RECORDS FOR THE EXERCISE below:
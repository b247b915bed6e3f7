//! Element type and formatting mode definitions.
//!
//! This module provides the element type enumeration used by generated
//! fields, along with the array/base conversions and the formatting mode
//! flags that carry encoding hints from the XML schema.

use std::fmt;
use std::ops::{BitOr, BitOrAssign};

/// Element type of a generated field.
#[derive(Debug, Clone, Copy, PartialEq, Eq, Hash, PartialOrd, Ord)]
pub enum ElemType {
    /// Single signed byte.
    Char,
    /// Signed 16-bit integer.
    Short,
    /// Signed 32-bit integer.
    Int,
    /// Signed 64-bit integer.
    Int64,
    /// 32-bit floating point.
    Float,
    /// 64-bit floating point.
    Double,
    /// UTF-8 string.
    String,
    /// Date and time without timezone.
    Datetime,
    /// Date without timezone.
    Date,
    /// Time without timezone.
    Time,
    /// Array of bytes.
    CharArray,
    /// Array of 16-bit integers.
    ShortArray,
    /// Array of 32-bit integers.
    IntArray,
    /// Array of 64-bit integers.
    Int64Array,
    /// Array of 32-bit floats.
    FloatArray,
    /// Array of 64-bit floats.
    DoubleArray,
    /// Array of strings.
    StringArray,
    /// Array of date-times.
    DatetimeArray,
    /// Array of dates.
    DateArray,
    /// Array of times.
    TimeArray,
    /// Single sequence record.
    List,
    /// Repeated sequence record.
    Table,
    /// Boolean.
    Bool,
    /// Date and time with timezone offset.
    DatetimeTz,
    /// Date with timezone offset.
    DateTz,
    /// Time with timezone offset.
    TimeTz,
    /// Array of booleans.
    BoolArray,
    /// Array of date-times with timezone offset.
    DatetimeTzArray,
    /// Array of dates with timezone offset.
    DateTzArray,
    /// Array of times with timezone offset.
    TimeTzArray,
    /// Single choice record.
    Choice,
    /// Repeated choice record.
    ChoiceArray,
    /// No representable type.
    Void,
}

impl ElemType {
    /// Returns the array form of a scalar or aggregate type.
    ///
    /// `List` maps to `Table` and `Choice` to `ChoiceArray`. Returns
    /// `Void` for types that have no array form (including array types).
    #[must_use]
    pub const fn to_array(self) -> Self {
        match self {
            Self::Char => Self::CharArray,
            Self::Short => Self::ShortArray,
            Self::Int => Self::IntArray,
            Self::Int64 => Self::Int64Array,
            Self::Float => Self::FloatArray,
            Self::Double => Self::DoubleArray,
            Self::String => Self::StringArray,
            Self::Datetime => Self::DatetimeArray,
            Self::Date => Self::DateArray,
            Self::Time => Self::TimeArray,
            Self::Bool => Self::BoolArray,
            Self::DatetimeTz => Self::DatetimeTzArray,
            Self::DateTz => Self::DateTzArray,
            Self::TimeTz => Self::TimeTzArray,
            Self::List => Self::Table,
            Self::Choice => Self::ChoiceArray,
            _ => Self::Void,
        }
    }

    /// Returns the array form of this type, or the type itself when it has
    /// no array form.
    #[must_use]
    pub const fn widen_to_array(self) -> Self {
        match self.to_array() {
            Self::Void => self,
            array => array,
        }
    }

    /// Returns the element type of an array type, or `Void` for non-arrays.
    #[must_use]
    pub const fn from_array(self) -> Self {
        match self {
            Self::CharArray => Self::Char,
            Self::ShortArray => Self::Short,
            Self::IntArray => Self::Int,
            Self::Int64Array => Self::Int64,
            Self::FloatArray => Self::Float,
            Self::DoubleArray => Self::Double,
            Self::StringArray => Self::String,
            Self::DatetimeArray => Self::Datetime,
            Self::DateArray => Self::Date,
            Self::TimeArray => Self::Time,
            Self::BoolArray => Self::Bool,
            Self::DatetimeTzArray => Self::DatetimeTz,
            Self::DateTzArray => Self::DateTz,
            Self::TimeTzArray => Self::TimeTz,
            Self::Table => Self::List,
            Self::ChoiceArray => Self::Choice,
            _ => Self::Void,
        }
    }

    /// Returns true for arrays of scalar values.
    ///
    /// `Table` and `ChoiceArray` are aggregates, not arrays.
    #[must_use]
    pub const fn is_array(self) -> bool {
        matches!(
            self,
            Self::CharArray
                | Self::ShortArray
                | Self::IntArray
                | Self::Int64Array
                | Self::FloatArray
                | Self::DoubleArray
                | Self::StringArray
                | Self::DatetimeArray
                | Self::DateArray
                | Self::TimeArray
                | Self::BoolArray
                | Self::DatetimeTzArray
                | Self::DateTzArray
                | Self::TimeTzArray
        )
    }

    /// Returns true for record-valued types.
    #[must_use]
    pub const fn is_aggregate(self) -> bool {
        matches!(
            self,
            Self::List | Self::Table | Self::Choice | Self::ChoiceArray
        )
    }

    /// Returns true for single scalar values.
    #[must_use]
    pub const fn is_scalar(self) -> bool {
        !self.is_array() && !self.is_aggregate() && !matches!(self, Self::Void)
    }

    /// Returns the canonical upper-case name of the type.
    #[must_use]
    pub const fn name(self) -> &'static str {
        match self {
            Self::Char => "CHAR",
            Self::Short => "SHORT",
            Self::Int => "INT",
            Self::Int64 => "INT64",
            Self::Float => "FLOAT",
            Self::Double => "DOUBLE",
            Self::String => "STRING",
            Self::Datetime => "DATETIME",
            Self::Date => "DATE",
            Self::Time => "TIME",
            Self::CharArray => "CHAR_ARRAY",
            Self::ShortArray => "SHORT_ARRAY",
            Self::IntArray => "INT_ARRAY",
            Self::Int64Array => "INT64_ARRAY",
            Self::FloatArray => "FLOAT_ARRAY",
            Self::DoubleArray => "DOUBLE_ARRAY",
            Self::StringArray => "STRING_ARRAY",
            Self::DatetimeArray => "DATETIME_ARRAY",
            Self::DateArray => "DATE_ARRAY",
            Self::TimeArray => "TIME_ARRAY",
            Self::List => "LIST",
            Self::Table => "TABLE",
            Self::Bool => "BOOL",
            Self::DatetimeTz => "DATETIMETZ",
            Self::DateTz => "DATETZ",
            Self::TimeTz => "TIMETZ",
            Self::BoolArray => "BOOL_ARRAY",
            Self::DatetimeTzArray => "DATETIMETZ_ARRAY",
            Self::DateTzArray => "DATETZ_ARRAY",
            Self::TimeTzArray => "TIMETZ_ARRAY",
            Self::Choice => "CHOICE",
            Self::ChoiceArray => "CHOICE_ARRAY",
            Self::Void => "VOID",
        }
    }
}

impl fmt::Display for ElemType {
    fn fmt(&self, f: &mut fmt::Formatter<'_>) -> fmt::Result {
        f.write_str(self.name())
    }
}

/// Formatting mode flags attached to a field.
///
/// The low byte holds a single encoding hint (`DEC`, `HEX`, `BASE64`,
/// `TEXT`); the remaining bits are independent flags.
#[derive(Debug, Clone, Copy, PartialEq, Eq, Hash, Default)]
pub struct FormattingMode(u32);

impl FormattingMode {
    /// No encoding hint and no flags.
    pub const DEFAULT: Self = Self(0x0);
    /// Decimal encoding hint.
    pub const DEC: Self = Self(0x1);
    /// Hexadecimal encoding hint.
    pub const HEX: Self = Self(0x2);
    /// Base64 encoding hint.
    pub const BASE64: Self = Self(0x3);
    /// Text encoding hint.
    pub const TEXT: Self = Self(0x4);
    /// Mask selecting the encoding hint.
    pub const TYPE_MASK: Self = Self(0xff);
    /// Field has no tag of its own.
    pub const UNTAGGED: Self = Self(0x100);
    /// Field is encoded as an XML attribute.
    pub const ATTRIBUTE: Self = Self(0x200);
    /// Field is the simple content of its record.
    pub const SIMPLE_CONTENT: Self = Self(0x400);
    /// Field is nillable.
    pub const NILLABLE: Self = Self(0x800);
    /// Field is encoded as a whitespace-separated list.
    pub const LIST: Self = Self(0x1000);

    /// Creates a formatting mode from raw bits.
    #[must_use]
    pub const fn from_bits(bits: u32) -> Self {
        Self(bits)
    }

    /// Returns the raw bits.
    #[must_use]
    pub const fn bits(self) -> u32 {
        self.0
    }

    /// Returns the encoding hint part of the mode.
    #[must_use]
    pub const fn encoding(self) -> Self {
        Self(self.0 & Self::TYPE_MASK.0)
    }

    /// Returns true if every flag in `other` is set.
    ///
    /// Encoding hints are compared by value rather than bitwise.
    #[must_use]
    pub const fn contains(self, other: Self) -> bool {
        let flags = other.0 & !Self::TYPE_MASK.0;
        let hint = other.0 & Self::TYPE_MASK.0;
        (self.0 & flags) == flags && (hint == 0 || (self.0 & Self::TYPE_MASK.0) == hint)
    }

    /// Sets the flags in `other`.
    pub fn insert(&mut self, other: Self) {
        self.0 |= other.0;
    }

    /// Clears the flags in `other`.
    pub fn remove(&mut self, other: Self) {
        self.0 &= !other.0;
    }
}

impl BitOr for FormattingMode {
    type Output = Self;

    fn bitor(self, rhs: Self) -> Self {
        Self(self.0 | rhs.0)
    }
}

impl BitOrAssign for FormattingMode {
    fn bitor_assign(&mut self, rhs: Self) {
        self.0 |= rhs.0;
    }
}

impl fmt::Display for FormattingMode {
    fn fmt(&self, f: &mut fmt::Formatter<'_>) -> fmt::Result {
        let hint = match self.encoding().0 {
            0x0 => "DEFAULT",
            0x1 => "DEC",
            0x2 => "HEX",
            0x3 => "BASE64",
            0x4 => "TEXT",
            _ => "UNKNOWN",
        };
        f.write_str(hint)?;
        for (flag, name) in [
            (Self::UNTAGGED, "UNTAGGED"),
            (Self::ATTRIBUTE, "ATTRIBUTE"),
            (Self::SIMPLE_CONTENT, "SIMPLE_CONTENT"),
            (Self::NILLABLE, "NILLABLE"),
            (Self::LIST, "LIST"),
        ] {
            if self.contains(flag) {
                write!(f, "|{name}")?;
            }
        }
        Ok(())
    }
}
End of RECORDS FOR THE EXERCISE.
EXERCISE: Check the lines above and copy each one that includes "IntArray".

RESULT OF THIS TASK:
    IntArray,
            Self::Int => Self::IntArray,
            Self::IntArray => Self::Int,
                | Self::IntArray
            Self::IntArray => "INT_ARRAY",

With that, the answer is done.